(Work required) Consider the listing below. Extract exactly the lines from the line containing "filename src/names/catalog.rs" to the line containing "let path = path.as_ref();", both included.

START Supplied data

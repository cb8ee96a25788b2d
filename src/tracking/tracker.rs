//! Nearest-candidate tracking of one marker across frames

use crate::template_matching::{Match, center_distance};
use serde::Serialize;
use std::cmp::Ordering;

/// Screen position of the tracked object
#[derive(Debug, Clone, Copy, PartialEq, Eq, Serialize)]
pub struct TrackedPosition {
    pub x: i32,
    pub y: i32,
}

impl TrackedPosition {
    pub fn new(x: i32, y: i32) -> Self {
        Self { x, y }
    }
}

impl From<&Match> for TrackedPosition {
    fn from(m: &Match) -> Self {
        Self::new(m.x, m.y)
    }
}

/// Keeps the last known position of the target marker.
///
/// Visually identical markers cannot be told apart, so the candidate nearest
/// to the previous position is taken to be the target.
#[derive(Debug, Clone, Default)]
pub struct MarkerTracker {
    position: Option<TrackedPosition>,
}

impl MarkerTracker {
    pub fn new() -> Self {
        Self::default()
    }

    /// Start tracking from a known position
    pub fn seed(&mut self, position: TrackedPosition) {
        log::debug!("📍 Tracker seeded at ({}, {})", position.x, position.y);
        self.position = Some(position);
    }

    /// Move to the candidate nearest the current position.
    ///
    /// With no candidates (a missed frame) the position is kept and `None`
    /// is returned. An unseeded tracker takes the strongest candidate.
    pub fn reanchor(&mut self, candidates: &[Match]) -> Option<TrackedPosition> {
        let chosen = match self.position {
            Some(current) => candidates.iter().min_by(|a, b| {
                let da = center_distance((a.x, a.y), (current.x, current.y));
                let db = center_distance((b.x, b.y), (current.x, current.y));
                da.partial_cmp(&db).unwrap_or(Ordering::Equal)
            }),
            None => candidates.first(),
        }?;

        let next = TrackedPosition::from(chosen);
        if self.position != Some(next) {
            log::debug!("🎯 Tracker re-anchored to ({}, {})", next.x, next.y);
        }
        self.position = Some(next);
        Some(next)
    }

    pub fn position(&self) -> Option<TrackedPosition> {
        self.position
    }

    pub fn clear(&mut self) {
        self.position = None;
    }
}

END Supplied data
START Supplied data

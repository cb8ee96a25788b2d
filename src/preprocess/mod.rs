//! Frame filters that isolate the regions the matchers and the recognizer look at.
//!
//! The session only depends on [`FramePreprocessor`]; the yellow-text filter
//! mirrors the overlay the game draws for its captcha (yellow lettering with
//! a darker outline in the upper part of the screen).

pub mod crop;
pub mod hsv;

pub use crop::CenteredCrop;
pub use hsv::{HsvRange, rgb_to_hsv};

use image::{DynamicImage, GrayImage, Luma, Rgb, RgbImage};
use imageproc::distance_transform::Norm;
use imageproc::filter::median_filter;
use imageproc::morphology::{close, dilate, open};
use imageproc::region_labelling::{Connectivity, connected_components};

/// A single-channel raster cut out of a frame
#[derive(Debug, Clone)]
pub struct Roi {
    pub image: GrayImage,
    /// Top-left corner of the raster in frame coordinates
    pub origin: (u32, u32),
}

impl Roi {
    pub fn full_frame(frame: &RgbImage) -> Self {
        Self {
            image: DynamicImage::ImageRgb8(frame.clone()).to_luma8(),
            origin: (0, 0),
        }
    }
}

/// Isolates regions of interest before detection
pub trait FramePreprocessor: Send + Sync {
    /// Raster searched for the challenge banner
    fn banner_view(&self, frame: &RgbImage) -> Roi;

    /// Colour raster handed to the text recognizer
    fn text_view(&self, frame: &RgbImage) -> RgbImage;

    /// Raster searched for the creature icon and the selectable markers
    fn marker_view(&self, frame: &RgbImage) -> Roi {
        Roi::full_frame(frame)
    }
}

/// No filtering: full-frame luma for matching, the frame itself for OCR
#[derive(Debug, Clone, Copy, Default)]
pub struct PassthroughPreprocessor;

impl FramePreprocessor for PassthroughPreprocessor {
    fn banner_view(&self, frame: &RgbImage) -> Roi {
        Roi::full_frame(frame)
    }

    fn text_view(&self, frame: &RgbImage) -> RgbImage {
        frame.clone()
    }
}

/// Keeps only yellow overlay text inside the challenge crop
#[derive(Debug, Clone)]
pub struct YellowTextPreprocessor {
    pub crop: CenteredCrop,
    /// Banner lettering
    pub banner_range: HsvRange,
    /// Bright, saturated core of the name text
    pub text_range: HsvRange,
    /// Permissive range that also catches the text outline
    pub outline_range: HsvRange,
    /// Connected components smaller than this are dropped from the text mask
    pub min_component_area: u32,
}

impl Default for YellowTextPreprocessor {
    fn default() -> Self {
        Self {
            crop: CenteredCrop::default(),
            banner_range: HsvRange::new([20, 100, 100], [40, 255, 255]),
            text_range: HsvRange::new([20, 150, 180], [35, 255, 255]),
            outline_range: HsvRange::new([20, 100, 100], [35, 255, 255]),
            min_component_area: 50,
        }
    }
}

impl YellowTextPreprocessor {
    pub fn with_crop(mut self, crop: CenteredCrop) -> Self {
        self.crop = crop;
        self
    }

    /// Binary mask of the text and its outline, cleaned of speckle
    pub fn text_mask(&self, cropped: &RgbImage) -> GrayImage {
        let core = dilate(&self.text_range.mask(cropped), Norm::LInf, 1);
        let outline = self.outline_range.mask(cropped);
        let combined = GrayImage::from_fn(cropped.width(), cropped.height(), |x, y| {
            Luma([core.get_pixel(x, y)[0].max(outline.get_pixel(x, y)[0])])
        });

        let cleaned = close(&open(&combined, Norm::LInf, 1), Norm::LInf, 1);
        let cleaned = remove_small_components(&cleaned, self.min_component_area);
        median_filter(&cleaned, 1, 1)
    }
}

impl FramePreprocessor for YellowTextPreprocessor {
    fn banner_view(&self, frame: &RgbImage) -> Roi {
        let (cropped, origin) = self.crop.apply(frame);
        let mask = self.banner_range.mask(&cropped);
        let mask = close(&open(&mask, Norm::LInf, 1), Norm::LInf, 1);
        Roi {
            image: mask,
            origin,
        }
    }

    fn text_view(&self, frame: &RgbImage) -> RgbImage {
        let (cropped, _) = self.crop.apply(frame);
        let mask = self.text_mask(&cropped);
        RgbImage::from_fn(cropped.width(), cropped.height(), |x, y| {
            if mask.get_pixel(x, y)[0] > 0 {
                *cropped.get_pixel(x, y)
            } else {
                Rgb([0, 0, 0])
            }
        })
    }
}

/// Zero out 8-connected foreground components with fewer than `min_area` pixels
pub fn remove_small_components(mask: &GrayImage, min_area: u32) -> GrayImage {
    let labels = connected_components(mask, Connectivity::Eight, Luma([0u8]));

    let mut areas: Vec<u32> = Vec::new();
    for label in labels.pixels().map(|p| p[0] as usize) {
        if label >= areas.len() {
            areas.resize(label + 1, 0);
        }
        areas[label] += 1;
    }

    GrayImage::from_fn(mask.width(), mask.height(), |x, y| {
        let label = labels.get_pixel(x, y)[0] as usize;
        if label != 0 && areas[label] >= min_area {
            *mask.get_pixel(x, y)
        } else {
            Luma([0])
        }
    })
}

END Supplied data
START Supplied data

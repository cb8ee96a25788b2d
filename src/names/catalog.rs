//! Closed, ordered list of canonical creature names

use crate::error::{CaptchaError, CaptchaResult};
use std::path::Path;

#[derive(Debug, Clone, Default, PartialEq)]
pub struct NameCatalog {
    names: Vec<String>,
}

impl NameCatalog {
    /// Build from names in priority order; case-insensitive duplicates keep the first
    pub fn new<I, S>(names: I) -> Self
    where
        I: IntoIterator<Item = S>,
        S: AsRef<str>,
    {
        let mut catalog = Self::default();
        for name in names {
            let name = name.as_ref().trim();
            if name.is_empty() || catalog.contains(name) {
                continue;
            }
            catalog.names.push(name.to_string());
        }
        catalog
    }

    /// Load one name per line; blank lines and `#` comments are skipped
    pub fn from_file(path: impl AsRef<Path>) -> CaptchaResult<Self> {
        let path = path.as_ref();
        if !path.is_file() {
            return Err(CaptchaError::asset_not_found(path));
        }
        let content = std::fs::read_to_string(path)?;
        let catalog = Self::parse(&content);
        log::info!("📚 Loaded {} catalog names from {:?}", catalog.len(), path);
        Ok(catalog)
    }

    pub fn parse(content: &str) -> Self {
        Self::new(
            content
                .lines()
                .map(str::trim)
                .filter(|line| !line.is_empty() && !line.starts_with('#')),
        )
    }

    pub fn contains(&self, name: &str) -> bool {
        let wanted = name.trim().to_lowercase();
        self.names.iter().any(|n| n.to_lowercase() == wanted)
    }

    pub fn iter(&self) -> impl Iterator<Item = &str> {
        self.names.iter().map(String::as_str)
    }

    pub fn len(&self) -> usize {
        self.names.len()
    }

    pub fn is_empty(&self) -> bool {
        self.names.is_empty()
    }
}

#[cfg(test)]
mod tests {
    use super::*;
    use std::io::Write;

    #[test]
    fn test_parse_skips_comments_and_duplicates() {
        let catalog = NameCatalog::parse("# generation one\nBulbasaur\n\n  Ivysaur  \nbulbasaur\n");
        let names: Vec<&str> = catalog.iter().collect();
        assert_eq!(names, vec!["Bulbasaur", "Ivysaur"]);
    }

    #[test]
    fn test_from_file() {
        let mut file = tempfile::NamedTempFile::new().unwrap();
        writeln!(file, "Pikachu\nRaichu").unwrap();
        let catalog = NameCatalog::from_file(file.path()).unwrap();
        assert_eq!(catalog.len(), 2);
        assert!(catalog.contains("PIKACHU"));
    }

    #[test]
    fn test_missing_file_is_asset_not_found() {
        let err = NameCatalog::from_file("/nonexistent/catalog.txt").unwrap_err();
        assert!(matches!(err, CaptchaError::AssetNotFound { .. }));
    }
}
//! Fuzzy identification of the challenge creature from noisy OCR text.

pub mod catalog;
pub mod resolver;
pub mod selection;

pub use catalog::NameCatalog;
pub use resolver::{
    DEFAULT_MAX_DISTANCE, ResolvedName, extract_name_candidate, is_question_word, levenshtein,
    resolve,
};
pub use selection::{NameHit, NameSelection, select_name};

END Supplied data

(Solution below)
filename src/names/catalog.rs
//! Closed, ordered list of canonical creature names

use crate::error::{CaptchaError, CaptchaResult};
use std::path::Path;

#[derive(Debug, Clone, Default, PartialEq)]
pub struct NameCatalog {
    names: Vec<String>,
}

impl NameCatalog {
    /// Build from names in priority order; case-insensitive duplicates keep the first
    pub fn new<I, S>(names: I) -> Self
    where
        I: IntoIterator<Item = S>,
        S: AsRef<str>,
    {
        let mut catalog = Self::default();
        for name in names {
            let name = name.as_ref().trim();
            if name.is_empty() || catalog.contains(name) {
                continue;
            }
            catalog.names.push(name.to_string());
        }
        catalog
    }

    /// Load one name per line; blank lines and `#` comments are skipped
    pub fn from_file(path: impl AsRef<Path>) -> CaptchaResult<Self> {
        let path = path.as_ref();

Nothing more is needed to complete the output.